Use of toilet paper wiping out habitat, heating planet

Americans use more toilet paper than anyone else in the world, helping destroy the habitats of native people who live where it is sourced and contributing to global warming, a research study said on Wednesday.


U.S. consumers use roughly three rolls of toilet paper a week, accounting for a fifth of the world’s tissue consumption, according to the report by environmental groups Stand.earth and the Natural Resources Defense Council (NRDC).

Single-use tissue products such as toilet paper used in the United States are made from wood pulp, mostly derived from logging in the old-growth northern, or boreal, forest in Canada, where logging companies clear cut more than a million acres (405,000 hectares) every year, the NRDC said.

The forest plays a key role in combating global warming because it absorbs and stores carbon dioxide, the greenhouse gas that contributes to it, the group said.

Logging releases that carbon into the atmosphere.

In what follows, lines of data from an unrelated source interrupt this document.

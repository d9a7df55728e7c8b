//! Upgrades protocol 4 messages to the protocol 5 shape.
//!
//! Not an inverse of the downgrade: some protocol 5 fields cannot be
//! recovered and are filled with sentinels or empty values.

use super::fields::{object, required_object_mut, required_str, take_required};
use super::v5_to_v4::V5_TO_V4_RENAMES;
use crate::message::{
    domain::{JsonMap, Message, V5_VERSION},
    error::{AdaptError, AdaptResult},
    ports::{MessageAdapter, TransformTable, TypeRenameMap},
};
use serde_json::{Value, json};
use tracing::warn;

const KERNEL_INFO_REPLY: &str = "kernel_info_reply";
const EXECUTE_REQUEST: &str = "execute_request";
const EXECUTE_REPLY: &str = "execute_reply";
const COMPLETE_REQUEST: &str = "complete_request";
const COMPLETE_REPLY: &str = "complete_reply";
const INSPECT_REQUEST: &str = "inspect_request";
const INSPECT_REPLY: &str = "inspect_reply";
const DISPLAY_DATA: &str = "display_data";
const INPUT_REQUEST: &str = "input_request";

/// Placeholder shown when a found object has neither signature nor docs.
pub const EMPTY_DOCSTRING: &str = "<empty docstring>";

/// Signature keys of a protocol 4 inspection reply, most specific first.
const DEFINITION_KEYS: [&str; 3] = ["call_def", "init_definition", "definition"];

/// Docstring keys of a protocol 4 inspection reply, most specific first.
const DOCSTRING_KEYS: [&str; 3] = ["call_docstring", "init_docstring", "docstring"];

/// Adapter from protocol 4 to protocol 5.
///
/// # Examples
///
/// ```
/// use msgspec_adapter::message::adapters::V4ToV5Adapter;
/// use msgspec_adapter::message::domain::Message;
/// use msgspec_adapter::message::ports::MessageAdapter;
/// use serde_json::json;
///
/// let adapter = V4ToV5Adapter::default();
/// let message = Message::from_value(json!({
///     "header": {"msg_type": "input_request"},
///     "content": {"prompt": "> "},
///     "metadata": {}
/// }))
/// .expect("valid message");
///
/// let adapted = adapter.adapt(message).expect("should adapt");
/// assert_eq!(adapted.header().version(), Some("5.0"));
/// assert_eq!(adapted.content().get("password"), Some(&json!(false)));
/// ```
#[derive(Debug)]
pub struct V4ToV5Adapter {
    renames: TypeRenameMap,
    transforms: TransformTable,
}

impl V4ToV5Adapter {
    /// Creates the adapter with an injected rename table.
    #[must_use]
    pub fn new(renames: TypeRenameMap) -> Self {
        let mut transforms = TransformTable::new();
        transforms.register(KERNEL_INFO_REPLY, kernel_info_reply);
        transforms.register(EXECUTE_REQUEST, execute_request);
        transforms.register(EXECUTE_REPLY, execute_reply);
        transforms.register(COMPLETE_REQUEST, complete_request);
        transforms.register(COMPLETE_REPLY, complete_reply);
        transforms.register(INSPECT_REQUEST, inspect_request);
        transforms.register(INSPECT_REPLY, inspect_reply);
        transforms.register(DISPLAY_DATA, display_data);
        transforms.register(INPUT_REQUEST, input_request);
        Self {
            renames,
            transforms,
        }
    }

    /// Returns the standard protocol 4 to 5 rename table, the inverse of
    /// the protocol 5 to 4 renames.
    #[must_use]
    pub fn default_renames() -> TypeRenameMap {
        TypeRenameMap::new(V5_TO_V4_RENAMES).inverted()
    }
}

impl Default for V4ToV5Adapter {
    fn default() -> Self {
        Self::new(Self::default_renames())
    }
}

impl MessageAdapter for V4ToV5Adapter {
    fn target_version(&self) -> &str {
        V5_VERSION
    }

    fn type_renames(&self) -> &TypeRenameMap {
        &self.renames
    }

    fn transforms(&self) -> &TransformTable {
        &self.transforms
    }

    fn update_header(&self, mut message: Message) -> AdaptResult<Message> {
        message.header_mut().set_version(V5_VERSION);
        Ok(message)
    }
}

// shell channel

fn kernel_info_reply(mut content: JsonMap) -> AdaptResult<JsonMap> {
    for key in ["language_version", "protocol_version", "ipython_version"] {
        if let Some(version) = content
            .get(key)
            .and_then(Value::as_array)
            .map(Vec::as_slice)
            .map(dotted)
        {
            content.insert(key.to_owned(), json!(version));
        }
    }

    let is_python = required_str(&content, KERNEL_INFO_REPLY, "language")?.starts_with("python");
    if is_python && let Some(version) = content.remove("ipython_version") {
        content.insert("implementation".to_owned(), json!("ipython"));
        content.insert("implementation_version".to_owned(), version);
    }

    content.insert("banner".to_owned(), json!(""));
    Ok(content)
}

/// Joins version list elements with dots, keeping string elements as-is.
fn dotted(segments: &[Value]) -> String {
    segments
        .iter()
        .map(|segment| match segment {
            Value::String(text) => text.clone(),
            other => other.to_string(),
        })
        .collect::<Vec<_>>()
        .join(".")
}

fn execute_request(mut content: JsonMap) -> AdaptResult<JsonMap> {
    let user_variables = match content.remove("user_variables") {
        None => Vec::new(),
        Some(Value::Array(names)) => names,
        Some(_) => {
            return Err(AdaptError::invalid_field(
                EXECUTE_REQUEST,
                "user_variables",
                "a list of names",
            ));
        }
    };

    let user_expressions = user_expressions_mut(&mut content, EXECUTE_REQUEST)?;
    for variable in user_variables {
        let Value::String(name) = variable else {
            return Err(AdaptError::invalid_field(
                EXECUTE_REQUEST,
                "user_variables",
                "a list of names",
            ));
        };
        user_expressions.insert(name.clone(), Value::String(name));
    }
    Ok(content)
}

fn execute_reply(mut content: JsonMap) -> AdaptResult<JsonMap> {
    let user_variables = match content.remove("user_variables") {
        None | Some(Value::Null) => JsonMap::new(),
        Some(Value::Object(values)) => values,
        Some(_) => {
            return Err(AdaptError::invalid_field(
                EXECUTE_REPLY,
                "user_variables",
                "an object",
            ));
        }
    };

    user_expressions_mut(&mut content, EXECUTE_REPLY)?.extend(user_variables);
    Ok(content)
}

/// Returns `user_expressions`, inserting an empty object when absent.
fn user_expressions_mut<'a>(
    content: &'a mut JsonMap,
    msg_type: &str,
) -> AdaptResult<&'a mut JsonMap> {
    content
        .entry("user_expressions")
        .or_insert_with(|| Value::Object(JsonMap::new()));
    required_object_mut(content, msg_type, "user_expressions")
}

fn complete_request(mut content: JsonMap) -> AdaptResult<JsonMap> {
    let line = take_required(&mut content, COMPLETE_REQUEST, "line")?;
    let cursor_pos = take_required(&mut content, COMPLETE_REQUEST, "cursor_pos")?;

    Ok(object([("code", line), ("cursor_pos", cursor_pos)]))
}

/// Protocol 4 only reports the matched text, so the start is expressed as
/// a negative offset from the current cursor.
fn complete_reply(mut content: JsonMap) -> AdaptResult<JsonMap> {
    let matched_len = required_str(&content, COMPLETE_REPLY, "matched_text")?
        .chars()
        .count();
    let cursor_start = i64::try_from(matched_len).map_or(i64::MIN, |len| -len);
    let matches = take_required(&mut content, COMPLETE_REPLY, "matches")?;

    Ok(object([
        ("status", json!("ok")),
        ("matches", matches),
        ("cursor_start", json!(cursor_start)),
        ("cursor_end", Value::Null),
        ("metadata", json!({})),
    ]))
}

fn inspect_request(mut content: JsonMap) -> AdaptResult<JsonMap> {
    let oname = required_str(&content, INSPECT_REQUEST, "oname")?.to_owned();
    let detail_level = take_required(&mut content, INSPECT_REQUEST, "detail_level")?;
    let cursor_pos = oname.chars().count();

    Ok(object([
        ("code", json!(oname)),
        ("cursor_pos", json!(cursor_pos)),
        ("detail_level", detail_level),
    ]))
}

fn inspect_reply(mut content: JsonMap) -> AdaptResult<JsonMap> {
    let found = take_required(&mut content, INSPECT_REPLY, "found")?;
    let name = take_required(&mut content, INSPECT_REPLY, "name")?;

    let mut data = JsonMap::new();
    if is_truthy(&found) {
        let lines: Vec<&str> = [
            first_present(&content, &DEFINITION_KEYS),
            first_present(&content, &DOCSTRING_KEYS),
        ]
        .into_iter()
        .flatten()
        .collect();
        let text = if lines.is_empty() {
            EMPTY_DOCSTRING.to_owned()
        } else {
            lines.join("\n")
        };
        data.insert("text/plain".to_owned(), json!(text));
    }

    Ok(object([
        ("status", json!("ok")),
        ("found", found),
        ("name", name),
        ("data", Value::Object(data)),
        ("metadata", json!({})),
    ]))
}

/// Returns the first of `keys` holding a non-empty string.
fn first_present<'a>(content: &'a JsonMap, keys: &[&str]) -> Option<&'a str> {
    keys.iter().find_map(|key| {
        content
            .get(*key)
            .and_then(Value::as_str)
            .filter(|text| !text.is_empty())
    })
}

/// Truthiness of a JSON value as protocol 4 senders use it for `found`.
fn is_truthy(value: &Value) -> bool {
    match value {
        Value::Null => false,
        Value::Bool(flag) => *flag,
        Value::Number(number) => number.as_f64().is_some_and(|n| n != 0.0),
        Value::String(text) => !text.is_empty(),
        Value::Array(items) => !items.is_empty(),
        Value::Object(fields) => !fields.is_empty(),
    }
}

// iopub channel

fn display_data(mut content: JsonMap) -> AdaptResult<JsonMap> {
    content.remove("source");

    let data = required_object_mut(&mut content, DISPLAY_DATA, "data")?;
    if let Some(value) = data.get_mut("application/json")
        && let Some(encoded) = value.as_str()
    {
        match serde_json::from_str::<Value>(encoded) {
            Ok(decoded) => *value = decoded,
            Err(error) => warn!(%error, "failed to decode application/json display data"),
        }
    }
    Ok(content)
}

// stdin channel

#[expect(
    clippy::unnecessary_wraps,
    reason = "transforms share the fallible TransformTable signature"
)]
fn input_request(mut content: JsonMap) -> AdaptResult<JsonMap> {
    content
        .entry("password")
        .or_insert_with(|| json!(false));
    Ok(content)
}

Canada’s forest area has declined more than 9 percent since 2000 from logging, it said.

The NRDC singled out giant U.S. tissue producers Procter & Gamble Co., Kimberly-Clark Corp. and Georgia-Pacific for using largely virgin fiber wood pulp in their products rather than recycled content or alternative fibers.


“The average American consumer doesn’t think about how their toilet paper is made,” said Shelley Vinyard, a co-author of the report and campaign manager of the NRDC’s boreal corporate campaign, on a conference call with members of the media.

“We can’t afford this old-fashioned and out-dated approach to making toilet paper and other tissue products, given the climate crisis and the urgent need to keep our forests intact,” she said.

A spokeswoman for Georgia-Pacific said the company makes products from recovered fiber and also from virgin wood, which is chosen for its softness and absorbency, and that it takes steps to assure it is sourcing wood responsibly.

“The choice of the raw materials we use for our products is driven by the product quality and performance characteristics demanded by our consumers,” the spokeswoman said in an email.

Kimberly-Clark has committed to reducing virgin pulp content in its products by 50 percent by 2025 and increasing the use of low-impact alternative and recycled fibers, a spokesman said.


Its suppliers adhere to industry standards to manage forests, he said in an email.

“We are committed to making our products in ways that not only provide the health and hygiene performance consumers expect from our brands, but do so in a way that ensures the resilience of the forests where we source our fiber,” wrote Terry Balluck, Kimberly-Clark’s director of global communications.

Representatives of Procter & Gamble did not immediately respond to a request for comment.

The boreal forest in Canada is home to more than 600 communities of indigenous people whose traditional ways of life are threatened by intensive logging, the report said.


“Some communities have only a fraction of their forest left intact,” the report said. “Often communities do not have the power to say no to development on their lands.”

Clearing the forest has affected the traditional routes where Cree people hunt, fish and trap in northern Quebec, said Mandy Gull, Cree Nation deputy grand chief, on the conference call.

Per capita, U.S. consumers use about 141 toilet paper rolls a year, compared with the United Kingdom at 127, Japan at 91 and France at 71, the report said.